FIND RANGE OF FUNCTION FOR GIVEN DOMAIN

Domain :

The domain of a function f(x) is the set of all values for which the function is defined

Range :

The range of the function is the set of all values that f takes.

They may also have been called the input and output of the function.) .

It is like evaluating functions for the given value of x.

Example 1 :

Consider f(x)  =  x² for the domain {-2, -1, 0, 1, 2}

Find the range.

Solution :

Given, f(x)  =  x²

Range  =  {4, 1, 0, 1, 4}

Example 2 :

For the following functions of

f : x -> f(x) on -2≤x≤2

where x ∈ z

(a)  List the elements of the domain of f(x) using set notation.

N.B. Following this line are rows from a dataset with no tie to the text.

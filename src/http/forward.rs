//! Forwarding to the caller-chosen target.
//!
//! # Responsibilities
//! - Rebuild the inbound request against the decoded target URL
//! - Follow redirects on the outbound side
//! - Relay status, headers and the streamed body, then grant the origin
//!
//! # Design Decisions
//! - No retries and no outbound timeout; a failed fetch is a 400 at once
//! - The inbound body is buffered (bounded by `max_body_size`) so the client
//!   can send it with a known length; the response body is streamed

use axum::{
    body::Body,
    http::Request,
    response::Response,
};
use reqwest::redirect::Policy;

use crate::config::{SecurityConfig, UpstreamConfig};
use crate::cors::{self, AllowedOrigin};
use crate::http::response::ForwardError;
use crate::http::target::extract_target;
use crate::security::headers::{outbound_request_headers, strip_hop_by_hop};

/// Outbound side of the proxy. Cheap to clone; clones share one connection pool.
#[derive(Debug, Clone)]
pub struct Forwarder {
    client: reqwest::Client,
    max_body_size: usize,
}

impl Forwarder {
    pub fn new(upstream: &UpstreamConfig, security: &SecurityConfig) -> Result<Self, reqwest::Error> {
        let mut builder = reqwest::Client::builder().redirect(Policy::limited(upstream.max_redirects));
        if !upstream.use_system_proxy {
            builder = builder.no_proxy();
        }

        Ok(Self {
            client: builder.build()?,
            max_body_size: security.max_body_size,
        })
    }

    /// Relay `request` to the target named in its query string.
    pub async fn forward(
        &self,
        request: Request<Body>,
        origin: &AllowedOrigin,
    ) -> Result<Response, ForwardError> {
        let target = extract_target(request.uri())?;
        let (parts, body) = request.into_parts();

        let body = axum::body::to_bytes(body, self.max_body_size)
            .await
            .map_err(ForwardError::Body)?;

        tracing::debug!(
            method = %parts.method,
            target = %target,
            body_bytes = body.len(),
            "Forwarding request"
        );

        let mut outbound = self
            .client
            .request(parts.method, target)
            .headers(outbound_request_headers(parts.headers));
        if !body.is_empty() {
            outbound = outbound.body(body);
        }

        let upstream = outbound.send().await?;

        let status = upstream.status();
        let mut headers = upstream.headers().clone();
        strip_hop_by_hop(&mut headers);

        let mut response = Response::new(Body::from_stream(upstream.bytes_stream()));
        *response.status_mut() = status;
        *response.headers_mut() = headers;
        cors::decorate(response.headers_mut(), origin);

        Ok(response)
    }
}
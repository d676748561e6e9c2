//! Security subsystem.
//!
//! # Components
//! - `headers`: hop-by-hop stripping on relayed requests and responses
//!
//! Origin enforcement lives in `cors`; the inbound body limit is applied by
//! the forwarder from `SecurityConfig::max_body_size`.

pub mod headers;
//! Startup orchestration.
//!
//! # Responsibilities
//! - Install the metrics recorder when enabled
//! - Build the server from the validated configuration
//! - Bind the listener last, so traffic arrives only when ready
//!
//! Any startup error is fatal.

use std::net::SocketAddr;

use tokio::net::TcpListener;

use crate::config::ProxyConfig;
use crate::http::{HttpServer, ServerError};
use crate::lifecycle::Shutdown;
use crate::observability::metrics;

#[derive(Debug, thiserror::Error)]
pub enum StartupError {
    #[error("invalid address {0:?}")]
    Address(String),
    #[error("failed to start metrics exporter: {0}")]
    Metrics(#[from] metrics_exporter_prometheus::BuildError),
    #[error(transparent)]
    Server(#[from] ServerError),
    #[error("listener error: {0}")]
    Io(#[from] std::io::Error),
}

/// Run the proxy until SIGINT/SIGTERM.
pub async fn start(config: ProxyConfig) -> Result<(), StartupError> {
    if config.observability.metrics_enabled {
        let addr: SocketAddr = config
            .observability
            .metrics_address
            .parse()
            .map_err(|_| StartupError::Address(config.observability.metrics_address.clone()))?;
        metrics::init_metrics(addr)?;
    }

    let bind_address = config.listener.bind_address.clone();
    let server = HttpServer::new(config)?;

    let listener = TcpListener::bind(&bind_address).await?;
    tracing::info!(address = %listener.local_addr()?, "Listening for connections");

    let shutdown = Shutdown::new();
    let receiver = shutdown.subscribe();
    shutdown.trigger_on_signal();

    server.run(listener, receiver).await?;
    Ok(())
}
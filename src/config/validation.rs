//! Configuration validation.
//!
//! # Responsibilities
//! - Semantic validation (serde handles syntactic)
//! - The allow-list must name at least one host
//! - The redirect target must be usable as a `Location` header
//! - Validate value ranges (timeouts > 0, addresses parse)
//!
//! # Design Decisions
//! - Returns all validation errors, not just first
//! - Validation is pure function: ProxyConfig → Result<(), Vec<ValidationError>>
//! - Runs before config is accepted into the system

use std::net::SocketAddr;

use axum::http::HeaderValue;
use url::{Host, Url};

use crate::config::schema::ProxyConfig;
use crate::cors::AllowList;

/// Redirect statuses a Fetch `Response.redirect` accepts.
pub const REDIRECT_STATUSES: [u16; 5] = [301, 302, 303, 307, 308];

const LOG_LEVELS: [&str; 5] = ["trace", "debug", "info", "warn", "error"];

/// A single semantic problem with the configuration.
#[derive(Debug, Clone, PartialEq, Eq, thiserror::Error)]
pub enum ValidationError {
    #[error("cors.allowed_hosts must list at least one hostname")]
    EmptyAllowList,
    #[error("cors.redirect_url is required")]
    MissingRedirectUrl,
    #[error("cors.redirect_url {0:?} is not a valid absolute URL")]
    InvalidRedirectUrl(String),
    #[error("cors.redirect_status {0} is not a redirect status (301, 302, 303, 307, 308)")]
    InvalidRedirectStatus(u16),
    #[error("{field} {value:?} is not a host:port address")]
    InvalidAddress { field: &'static str, value: String },
    #[error("timeouts.request_secs must be greater than zero")]
    ZeroRequestTimeout,
    #[error("security.max_body_size must be greater than zero")]
    ZeroBodyLimit,
    #[error("observability.log_level {0:?} is not a known level")]
    UnknownLogLevel(String),
}

/// `ip:port` or `host:port`, the forms `TcpListener::bind` resolves.
fn is_bind_address(value: &str) -> bool {
    if value.parse::<SocketAddr>().is_ok() {
        return true;
    }
    match value.rsplit_once(':') {
        Some((host, port)) => port.parse::<u16>().is_ok() && Host::parse(host).is_ok(),
        None => false,
    }
}

pub fn validate_config(config: &ProxyConfig) -> Result<(), Vec<ValidationError>> {
    let mut errors = Vec::new();

    if AllowList::parse(&config.cors.allowed_hosts).is_empty() {
        errors.push(ValidationError::EmptyAllowList);
    }

    let redirect = config.cors.redirect_url.trim();
    if redirect.is_empty() {
        errors.push(ValidationError::MissingRedirectUrl);
    } else if Url::parse(redirect).is_err() || HeaderValue::from_str(redirect).is_err() {
        errors.push(ValidationError::InvalidRedirectUrl(redirect.to_string()));
    }

    if !REDIRECT_STATUSES.contains(&config.cors.redirect_status) {
        errors.push(ValidationError::InvalidRedirectStatus(
            config.cors.redirect_status,
        ));
    }

    if !is_bind_address(&config.listener.bind_address) {
        errors.push(ValidationError::InvalidAddress {
            field: "listener.bind_address",
            value: config.listener.bind_address.clone(),
        });
    }

    if config.observability.metrics_enabled
        && config
            .observability
            .metrics_address
            .parse::<SocketAddr>()
            .is_err()
    {
        errors.push(ValidationError::InvalidAddress {
            field: "observability.metrics_address",
            value: config.observability.metrics_address.clone(),
        });
    }

    if config.timeouts.request_secs == 0 {
        errors.push(ValidationError::ZeroRequestTimeout);
    }

    if config.security.max_body_size == 0 {
        errors.push(ValidationError::ZeroBodyLimit);
    }

    let level = config.observability.log_level.to_ascii_lowercase();
    if !LOG_LEVELS.contains(&level.as_str()) {
        errors.push(ValidationError::UnknownLogLevel(
            config.observability.log_level.clone(),
        ));
    }

    if errors.is_empty() {
        Ok(())
    } else {
        Err(errors)
    }
}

(b)  List the elements of the range of f(x) using set notation.

(1)  f(x)  =  1/(x+3)   

(2)  (x+3)/x  and x ≠ 0

 (3)  f(x)  =  3^x

(1)  Solution :

Given :

f(x)  =  1/(x+3)

Domain  =  {-2, -1, 0, 1, 2}

Range  =  {1, 1/2, 1/3, 1/4, 1/5}

(2)  Solution :

Given :

f(x)  =  (x+3)/x

Domain  =  {-2, -1, 0, 1, 2}

Range  =  {-1/2, -2, 5/2, 4}

(3)  Solution :

Given :

f(x)  =  3^x

Domain  =  {-2, -1, 0, 1, 2}

Range  =  {1/9, 1/3, 1, 3, 9}

Example 3 :

Find the range of f (x) = −x + 4 for the

domain {–3, –2, –1, 1}

Solution :

To find range of the given function from the given domain, we have to apply the given values one by one in the given function.

f(x) = −x + 4

So, the range is {7, 6, 5, 3}.

Example 4 :

To rent a bike, Max pays a at rate plus an hourly rental fee. The graph shows the amount, c dollars, he pays based on the number of hours, t, he uses the bike. Use the graph to answer the following question:

What is the domain and range of the function?

Solution :

Domain of the function 0 ≤ h < ∞

Range is 5 ≤ c < ∞

Example 5 :

A car rental company charges $10 an hour (a part of an hour rounds up to the next hour) to rent a car. The limit to the number of hours you can rent the car is 8 hours.

a. Write a rule in function notation for this situation.

b. What is a reasonable domain and range for this situation?

c) The graph will be discrete or continuous.

Solution :

a) Let x be the number of hours of renting car.

Let f(x) be the cost paid for renting car.

Cost of renting 1 hour = $10

The required function will be,

f(x) = 10x

b. The minimum number of hours of renting car is 0 and maximum number of hours of renting car. Number of hours rented should be whole number.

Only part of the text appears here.